Council had no questions on the topic, but Councillor Brice Ferguson did have a comment. He pointed out that although council appears on the chart to be in charge of everyone depicted below it, in fact “council has only one employee, the CAO.” In other words, Ferguson continued, council is not permitted to stick its nose into the business of any other town employee or department. It deals with, and gives direction to, the CAO only.

Council gave the thumbs up to the new org. chart.

Changing April meeting date

Councillor Shawn Gramlich had added this item to the agenda. He explained that council has a chance to meet with government ministers on April 16 in Edmonton. Since that’s the date of council’s third regular meeting of that month, Gramlich’s suggestion was to shift the council meeting to Tuesday, April 23. He made a motion to that effect, which no one opposed.

Fire season?

In question period, Councillor Kim Hughes asked CAO Simpson if the town is making any special preparations for the wildfire season.

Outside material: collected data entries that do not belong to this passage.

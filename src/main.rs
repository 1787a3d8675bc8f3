//! libyear - how many libyears behind is this Gemfile.lock?

use anyhow::Context;
use clap::Parser;
use libyear::cli::CliArgs;
use libyear::error::LockfileError;
use libyear::output::{create_reporter, OutputFormat};
use libyear::{analyze, logging};
use std::io::{self, IsTerminal, Write};
use std::process::ExitCode;

#[tokio::main]
async fn main() -> ExitCode {
    let args = CliArgs::parse();
    logging::init(args.verbose);

    match run(args).await {
        Ok(exit_code) => exit_code,
        Err(e) => {
            eprintln!("{:#}", e);
            ExitCode::FAILURE
        }
    }
}

/// Main application logic
async fn run(args: CliArgs) -> anyhow::Result<ExitCode> {
    let lockfile_path = args.lockfile_path();
    let lockfile_contents = match std::fs::read_to_string(&lockfile_path) {
        Ok(contents) => contents,
        Err(e) if e.kind() == io::ErrorKind::NotFound => {
            return Err(LockfileError::not_found(&lockfile_path).into());
        }
        Err(e) => return Err(LockfileError::read_error(&lockfile_path, e).into()),
    };

    let format = OutputFormat::from_cli(args.json);
    let config = args.into_config();
    let results = analyze(&lockfile_contents, &config).await?;

    let reporter = create_reporter(format, io::stdout().is_terminal());
    let mut stdout = io::stdout().lock();
    reporter
        .generate(&results, &mut stdout)
        .context("failed to write report")?;
    stdout.flush()?;

    Ok(ExitCode::SUCCESS)
}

“Are we prepared?” she asked.

For starters, Simpson said social media is being used to remind citizens of things they can do to prepare for the possibility of evacuation, for example. Or, as another example, to make their properties less susceptible to catching fire.

On another note, the town has invested in more fire suppression equipment for the fire department, Simpson said.

Yet another angle: We’ve started reaching out to some of the communities we’ve helped in the past, Simpson said, talking about the possibility of it happening again and how that works.

State of the Lake

To close out the open portion of the meeting, council members were given a chance to plug whatever they would like. Only Councillor Ali Mouallem took advantage, speaking up for the U13-1 Thunder hockey team, which had advance to the league final in the playoffs. It’ll be a best-of-three affair this weekend in Vegreville, he said. “Go Thunder!”

All three games in Vegreville? Asked Gramlich. Surely not.

Apparently Vegreville doesn’t like to travel, said Mouallem.

It shouldn’t be that way, said Gramlich – but apparently it is that way.